I remember one instance where I was put in a violent restraint for no reason, one that even my therapist later told me was unnecessary. I had been sitting in the hallway and cutting myself when a staff grabbed my forearm and dragged me down the carpeted hallway by my arm, making me writhe and scream because I was afraid. When he got to the end of the hall where the “time out room” was, he pulled me to my feet and held my wrists behind my back. I tend to panic when put in restraints so I fought against it, at which point he kicked my legs in the spot behind my knees, buckling my legs and making me fall to the floor onto my stomach. He got on top of me and held one of my arms out against the floor like half of a T pose, and twisted the other one so far behind my back that it almost touched my head. No matter how much I screamed, no one did anything. I was held like that for almost half an hour, and every time I struggled, he twisted my arm farther to make the hold more painful.

I was on restrictions that forced me to drag my mattress into the dorm hallway every night and sleep there with a staff watching me. This felt normal at the time because lots of kids did this, but looking back it just feels wrong to make children sleep in a hallway instead of their bedrooms so I’m including it here. I also saw multiple students get put on a restriction called Individual Focus, or IF. This involved days or (usually) weeks of the child sitting alone in their room and writing essay after essay. We were punished if we spoke to them and they were not allowed to speak to anyone, including staff. When they needed to go to the bathroom, they had to write it on a piece of paper and put it by their door. I was put on a similar restriction called Community Break where I wrote essays for three days sitting in the corner of the hallway.

I do want to acknowledge that there were only two staff members who I trusted at Elevations, and they saved my life. If it wasn’t for them, I would likely still be in the TTI.

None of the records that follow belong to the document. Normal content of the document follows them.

impl FinalBatch {
    fn empty() -> Self {
        Self {
            report: StopReport::default(),
            job: None,
        }
    }

    pub async fn submit(self) -> StopReport {
        let mut report = self.report;
        let Some(job) = self.job else {
            return report;
        };
        match job.backend.simulate(job.request).await {
            Ok(response) => {
                lock(&job.shared).batches_processed += 1;
                let _ = job.events.send(TrackerEvent::BatchProcessed {
                    session: job.session,
                    pulses: job.pulses,
                    response: response.clone(),
                });
                report.response = Some(response);
            }
            Err(err) => {
                log::error!("final batch hand-off failed: {}", err);
                lock(&job.shared).batches_failed += 1;
                let _ = job.events.send(TrackerEvent::BatchFailed {
                    session: job.session,
                    pulses: job.pulses,
                    error: err.to_string(),
                });
                report.error = Some(err.to_string());
            }
        }
        report
    }
}

fn lock(shared: &StdMutex<Shared>) -> MutexGuard<'_, Shared> {
    shared.lock().unwrap_or_else(PoisonError::into_inner)
}

fn validate_options(
    options: &TrackingOptions,
    sar: &SarConfig,
    has_backend: bool,
) -> Result<(), TrackerError> {
    if options.update_interval.is_zero() {
        return Err(TrackerError::InvalidInterval);
    }
    if let Some(trigger) = options.batch {
        if trigger.batch_size(sar.prf) == 0 {
            return Err(TrackerError::InvalidBatch(format!(
                "{:?} yields an empty batch at prf {}",
                trigger, sar.prf
            )));
        }
    }
    if (options.auto_process || options.batch.is_some()) && !has_backend {
        return Err(TrackerError::BackendRequired);
    }
    Ok(())
}

async fn run_session(ctx: SessionContext, mut stop_rx: oneshot::Receiver<()>) {
    let mut ticker = tokio::time::interval(ctx.options.update_interval);
    ticker.set_missed_tick_behavior(MissedTickBehavior::Delay);

    loop {
        let should_stop = tokio::select! {
            _ = ticker.tick() => false,
            _ = &mut stop_rx => true,
        };
        if should_stop {
            return;
        }

        match tick(&ctx, ctx.clock.now()) {
            TickOutcome::Continue => {}
            TickOutcome::HandOff(job) => {
                tokio::spawn(hand_off(ctx.clone(), job));
            }
            TickOutcome::AutoStop(job) => {
                if let Some(job) = job {
                    hand_off(ctx.clone(), job).await;
                }
                finish_auto_stop(&ctx);
                return;
            }
            TickOutcome::Stop => return,
        }
    }
}

fn tick(ctx: &SessionContext, now: DateTime<Utc>) -> TickOutcome {
    // Source queries stay outside the lock.
    let (Some(position), Some(raw_heading), Some(velocity)) = (
        ctx.source.position_at(now),
        ctx.source.heading_at(now),
        ctx.source.velocity_at(now),
    ) else {
        log::debug!("no satellite state at {}, skipping tick", now);
        return TickOutcome::Continue;
    };
    let heading = normalize_heading(raw_heading + ctx.options.heading_offset_deg);
    let state = SatelliteState {
        geodetic: position,
        position: position.to_ecef(),
        velocity,
        heading,
        timestamp: now,
    };
    let geometry = SwathGeometry::at(&position, heading, &ctx.range);

    let mut locked = lock(&ctx.shared);
    let group = match &locked.session {
        Some(session) if session.id == ctx.id => session.group.clone(),
        _ => return TickOutcome::Stop,
    };

    let swath = match locked.catalog.add_tracked(&group, geometry, now) {
        Ok(swath) => swath,
        Err(err) => {
            log::warn!("dropping tick at {}: {}", now, err);
            return TickOutcome::Continue;
        }
    };
    let pulse_id = locked.pulses.add_pulse(swath.id.clone(), geometry, state);
    locked.last_state = Some(state);
    let _ = ctx.events.send(TrackerEvent::PulseAdded {
        pulse_id,
        swath_id: swath.id,
    });

    if locked
        .session
        .as_ref()
        .is_some_and(|s| s.in_flight.is_some())
    {
        return TickOutcome::Continue;
    }

    if ctx.options.auto_process && locked.pulses.len() >= AUTO_PROCESS_THRESHOLD {
        let count = locked.pulses.len();
        log::info!("{} pulses queued, handing off and stopping", count);
        return TickOutcome::AutoStop(prepare_hand_off(&mut locked, ctx, count));
    }

    if let Some(trigger) = ctx.options.batch {
        if batch_ready(&locked.pulses, trigger, ctx.sar.prf) {
            let count = trigger.batch_size(ctx.sar.prf);
            if let Some(job) = prepare_hand_off(&mut locked, ctx, count) {
                return TickOutcome::HandOff(job);
            }
        }
    }

    TickOutcome::Continue
}

fn batch_ready(pulses: &PulseBatchAccumulator, trigger: BatchTrigger, prf: f64) -> bool {
    match trigger {
        BatchTrigger::Count(n) => pulses.is_batch_ready(n),
        BatchTrigger::Time(seconds) => pulses.is_batch_ready_by_time(prf, seconds),
    }
}

/// Peeks the oldest `count` pulses and marks them in flight.
fn prepare_hand_off(locked: &mut Shared, ctx: &SessionContext, count: usize) -> Option<HandOff> {
    let merged = locked.pulses.merged_geometry(count)?;
    let pulses = locked.pulses.get_pulse_batch(count);
    let session = locked.session.as_mut()?;
    session.in_flight = Some(pulses.len());

    Some(HandOff {
        session: ctx.id,
        count: pulses.len(),
        request: build_request(&pulses, &merged, &ctx.sar, &ctx.options.target_grid),
    })
}

fn build_request(
    pulses: &[Pulse],
    merged: &SwathGeometry,
    sar: &SarConfig,
    grid: &TargetGridOptions,
) -> EchoRequest {
    let window = pulses.first().map(|p| (p.state.position, sar));
    EchoRequest {
        targets: targets_for(merged, grid, window),
        satellite_states: pulses
            .iter()
            .map(|p| EchoSatelliteState::from(&p.state))
            .collect(),
        config: sar.clone(),
    }
}

async fn hand_off(ctx: SessionContext, job: HandOff) {
    let Some(backend) = ctx.backend.clone() else {
        return;
    };
    let result = backend.simulate(job.request).await;

    let mut locked = lock(&ctx.shared);
    let current = locked.session.as_ref().is_some_and(|s| s.id == job.session);
    if !current {
        log::info!(
            "discarding late result for session {} ({} pulses)",
            job.session,
            job.count
        );
        return;
    }
    if let Some(session) = locked.session.as_mut() {
        session.in_flight = None;
    }

    match result {
        Ok(response) => {
            locked.pulses.clear_batch(job.count);
            locked.batches_processed += 1;
            let _ = ctx.events.send(TrackerEvent::BatchProcessed {
                session: job.session,
                pulses: job.count,
                response,
            });
        }
        Err(err) => {
            log::error!("batch hand-off of {} pulses failed: {}", job.count, err);
            locked.batches_failed += 1;
            let _ = ctx.events.send(TrackerEvent::BatchFailed {
                session: job.session,
                pulses: job.count,
                error: err.to_string(),
            });
        }
    }
}

fn finish_auto_stop(ctx: &SessionContext) {
    let mut locked = lock(&ctx.shared);
    if !locked.session.as_ref().is_some_and(|s| s.id == ctx.id) {
        return;
    }
    locked.session = None;
    locked.catalog.groups_mut().end_realtime_group(ctx.clock.now());
    locked.pulses.clear_pulses();
    locked.mode = TrackerMode::Idle;
    let _ = ctx.events.send(TrackerEvent::AutoStopped { session: ctx.id });
    log::info!("tracking session {} auto-stopped", ctx.id);
}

The Approach: I graduated from Elevations RTC in January 2021 when I was sixteen, after a fourteen month stay. I was sent to The Approach, and honestly, I was excited. I thought it would be a good place for me to learn how to live at home. This hope was gone quickly. The home manager told me that she thought I was making up my anxiety and panic attacks for attention, and that I only had panic attacks when I wanted to get out of something I didn’t want to do. She yelled at me when she was frustrated and I was trying to offer help, and more than once her words made me cry. I was never once listened to by management and they constantly pushed me to do things I was not comfortable with, like going to the gym every single morning with no exceptions or accommodations for my social anxiety.

When I got my COVID-19 vaccine and was having a bad reaction, I was punished for not going to the gym that morning. I felt so sick that I couldn’t stand up for more than five minutes and they still punished me for not doing a workout. Their expectations were unreasonably strict and they did not care about how I felt or what I had to say. I was finally released from The Approach on October 26, 2021 when I was seventeen, ending my three and a half year stay with the troubled teen industry. I had no idea how to function in the real world and I was terrified, but at the same time I was so happy to finally be free. Nothing about the TTI prepared me for life on the outside, and I still struggle daily with basic activities and processing this trauma with my current therapist.